Я лежал в темноте, слушая разговор деда с бабушкой на кухне – они говорили, что мой отец «даже Джей Ару навешал лапши». Но тут к дому подъехала машина, и оба замолчали. Гравий захрустел под колесами, потом водитель заглушил мотор. Папа! Я выскочил из постели и кинулся к дверям. В конце узкого коридора, ведущего к входу, стояла мама.

– О нет! – воскликнула она. – Что ты тут делаешь? Вы же должны были идти на матч!

Я покачал головой. Она быстро подошла ко мне, и я обхватил ее руками, потрясенный тем, насколько сильно люблю ее и как бесконечно в ней нуждаюсь. Прижавшись к ней, рыдая ей в колени, я думал о том, что она – все, что у меня есть, и если я не буду изо всех сил заботиться о ней, то останусь совсем один.
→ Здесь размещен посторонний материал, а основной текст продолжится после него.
//! Types for the scene search collaborator.

use std::sync::Arc;

use async_trait::async_trait;
use chrono::{DateTime, NaiveDate, Utc};
use serde::{Deserialize, Serialize};
use serde_json::{json, Value};
use thiserror::Error;

use crate::http::HttpError;
use crate::ledger::AssetKey;

/// Scene search parameters: a point of interest, a date window and a cloud ceiling.
#[derive(Debug, Clone, PartialEq, Serialize, Deserialize)]
pub struct SearchQuery {
    pub start_date: NaiveDate,
    pub end_date: NaiveDate,
    pub latitude: f64,
    pub longitude: f64,
    pub item_type: String,
    /// Maximum cloud cover in percent (0-100).
    pub max_cloud_cover: f64,
}

impl SearchQuery {
    /// Rejects windows and coordinates the provider would reject anyway.
    pub fn validate(&self) -> Result<(), SearchError> {
        if self.start_date > self.end_date {
            return Err(SearchError::InvalidQuery(format!(
                "start date {} is after end date {}",
                self.start_date, self.end_date
            )));
        }
        if !(-90.0..=90.0).contains(&self.latitude) {
            return Err(SearchError::InvalidQuery(format!(
                "latitude {} out of range",
                self.latitude
            )));
        }
        if !(-180.0..=180.0).contains(&self.longitude) {
            return Err(SearchError::InvalidQuery(format!(
                "longitude {} out of range",
                self.longitude
            )));
        }
        if !(0.0..=100.0).contains(&self.max_cloud_cover) {
            return Err(SearchError::InvalidQuery(format!(
                "max cloud cover {} is not a percentage",
                self.max_cloud_cover
            )));
        }
        if self.item_type.trim().is_empty() {
            return Err(SearchError::InvalidQuery("item type is empty".to_string()));
        }
        Ok(())
    }

    /// Quick-search request body.
    ///
    /// GeoJSON coordinates are `[longitude, latitude]`; the cloud filter takes a fraction.
    pub fn request_body(&self) -> Value {
        json!({
            "item_types": [self.item_type],
            "filter": {
                "type": "AndFilter",
                "config": [
                    {
                        "type": "GeometryFilter",
                        "field_name": "geometry",
                        "config": {
                            "type": "Point",
                            "coordinates": [self.longitude, self.latitude]
                        }
                    },
                    {
                        "type": "DateRangeFilter",
                        "field_name": "acquired",
                        "config": {
                            "gte": format!("{}T00:00:00.000Z", self.start_date),
                            "lte": format!("{}T23:59:59.999Z", self.end_date)
                        }
                    },
                    {
                        "type": "RangeFilter",
                        "field_name": "cloud_cover",
                        "config": {
                            "lte": self.max_cloud_cover / 100.0
                        }
                    }
                ]
            }
        })
    }
}

/// One scene returned by the search.
#[derive(Debug, Clone, PartialEq, Serialize, Deserialize)]
pub struct Scene {
    pub id: String,
    pub properties: SceneProperties,
}

/// The subset of scene properties kept in the metadata sidecar.
#[derive(Debug, Clone, PartialEq, Serialize, Deserialize)]
pub struct SceneProperties {
    pub acquired: DateTime<Utc>,
    pub item_type: String,
    #[serde(default)]
    pub cloud_cover: Option<f64>,
    #[serde(default)]
    pub sun_azimuth: Option<f64>,
    #[serde(default)]
    pub sun_elevation: Option<f64>,
    #[serde(default)]
    pub view_angle: Option<f64>,
    #[serde(default)]
    pub satellite_id: Option<String>,
    #[serde(default)]
    pub ground_control: Option<bool>,
    #[serde(default)]
    pub quality_category: Option<String>,
}

/// One (scene, asset type) pair to drive through the lifecycle.
///
/// Immutable once built; the scene is shared by all asset types of the same item.
#[derive(Debug, Clone, PartialEq)]
pub struct WorkItem {
    pub scene: Arc<Scene>,
    pub asset_type: String,
}

impl WorkItem {
    pub fn new(scene: Arc<Scene>, asset_type: impl Into<String>) -> Self {
        Self {
            scene,
            asset_type: asset_type.into(),
        }
    }

    pub fn key(&self) -> AssetKey {
        AssetKey::new(&self.scene.id, &self.asset_type)
    }

    pub fn item_type(&self) -> &str {
        &self.scene.properties.item_type
    }

    /// Expands scenes into work items, scene-major, asset types in the given order.
    pub fn expand(scenes: Vec<Scene>, asset_types: &[String]) -> Vec<WorkItem> {
        scenes
            .into_iter()
            .map(Arc::new)
            .flat_map(|scene| {
                asset_types
                    .iter()
                    .map(move |asset_type| WorkItem::new(Arc::clone(&scene), asset_type.clone()))
            })
            .collect()
    }
}

/// Errors that can occur during search.
#[derive(Debug, Error)]
pub enum SearchError {
    #[error("Invalid search query: {0}")]
    InvalidQuery(String),

    #[error(transparent)]
    Http(#[from] HttpError),

    #[error("Failed to decode search response: {0}")]
    Decode(String),
}

/// Trait for scene search backends.
#[async_trait]
pub trait Searcher: Send + Sync {
    /// Backend name for logging.
    fn name(&self) -> &str;

    /// Returns every scene matching the query.
    async fn search(&self, query: &SearchQuery) -> Result<Vec<Scene>, SearchError>;
}

#[cfg(test)]
mod tests {
    use super::*;

    fn query() -> SearchQuery {
        SearchQuery {
            start_date: NaiveDate::from_ymd_opt(2023, 6, 1).unwrap(),
            end_date: NaiveDate::from_ymd_opt(2023, 6, 30).unwrap(),
            latitude: 37.355138,
            longitude: -120.411734,
            item_type: "PSScene".to_string(),
            max_cloud_cover: 30.0,
        }
    }

    #[test]
    fn test_request_body_filters() {
        let body = query().request_body();
        assert_eq!(body["item_types"], json!(["PSScene"]));

        let filters = body["filter"]["config"].as_array().unwrap();
        assert_eq!(filters.len(), 3);
        assert_eq!(
            filters[0]["config"]["coordinates"],
            json!([-120.411734, 37.355138])
        );
        assert_eq!(filters[1]["config"]["gte"], "2023-06-01T00:00:00.000Z");
        assert_eq!(filters[1]["config"]["lte"], "2023-06-30T23:59:59.999Z");
        assert_eq!(filters[2]["config"]["lte"], json!(0.3));
    }

    #[test]
    fn test_validate_rejects_reversed_window() {
        let mut q = query();
        q.end_date = NaiveDate::from_ymd_opt(2023, 5, 1).unwrap();
        assert!(matches!(q.validate(), Err(SearchError::InvalidQuery(_))));
    }

    #[test]
    fn test_validate_rejects_bad_cloud_cover() {
        let mut q = query();
        q.max_cloud_cover = 130.0;
        assert!(q.validate().is_err());
        assert!(query().validate().is_ok());
    }

    #[test]
    fn test_scene_deserializes_with_sparse_properties() {
        let scene: Scene = serde_json::from_value(json!({
            "id": "S1",
            "type": "Feature",
            "properties": {
                "acquired": "2023-06-01T18:24:31.123456Z",
                "item_type": "PSScene",
                "cloud_cover": 0.05,
                "pixel_resolution": 3
            }
        }))
        .unwrap();

        assert_eq!(scene.id, "S1");
        assert_eq!(scene.properties.cloud_cover, Some(0.05));
        assert!(scene.properties.satellite_id.is_none());
    }

    #[test]
    fn test_expand_is_scene_major() {
        let scene = |id: &str| Scene {
            id: id.to_string(),
            properties: SceneProperties {
                acquired: "2023-06-01T00:00:00Z".parse().unwrap(),
                item_type: "PSScene".to_string(),
                cloud_cover: None,
                sun_azimuth: None,
                sun_elevation: None,
                view_angle: None,
                satellite_id: None,
                ground_control: None,
                quality_category: None,
            },
        };
        let types = vec!["basic_analytic_8b".to_string(), "ortho_visual".to_string()];

        let items = WorkItem::expand(vec![scene("A"), scene("B")], &types);
        let keys: Vec<String> = items.iter().map(|i| i.key().to_string()).collect();
        assert_eq!(
            keys,
            vec![
                "A_basic_analytic_8b",
                "A_ortho_visual",
                "B_basic_analytic_8b",
                "B_ortho_visual"
            ]
        );
        assert!(Arc::ptr_eq(&items[0].scene, &items[1].scene));
    }
}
Глава 3. Спасительное одеяло

Когда я не сидел, скорчившись над радиоприемником и слушая Голос, то настраивался на мамину волну и следил за ее настроением. Я наблюдал за ней, анализировал ее, ходил за ней из комнаты в комнату. Это было больше, чем привязанность, больше, чем стремление защитить. По сути, я преследовал ее, потому что, сколько бы я ни смотрел и ни слушал, мама оставалась для меня загадкой.

В хорошем настроении, радостная и полная любви, мама могла быть на редкость громкой. Но когда ей было грустно или обидно, когда она боялась или беспокоилась о деньгах, то замолкала, а лицо ее становилось пустым. Некоторые люди воспринимали это как холодность. Но они ошибались. Даже в свои семь я понимал, что за маминым молчанием и равнодушным лицом таится настоящий фонтан эмоций. То, что выглядело отсутствием чувств, на самом деле было гейзером. Вулканом. Мама пряталась за маску притворного спокойствия из скромности, словно за ширму, когда переодеваешься.

 

Бабушка говорила, что в ней всегда было нечто необъяснимое, и как-то раз даже рассказала мне историю, которая наглядно это подтверждала. Когда мама училась во втором классе, учительница задала всем вопрос, и мама подняла руку. Она знала ответ, и ей не терпелось произнести его вслух. Но учительница спросила кого-то другого. Через пару минут учительница заметила, что мама так и сидит с поднятой рукой.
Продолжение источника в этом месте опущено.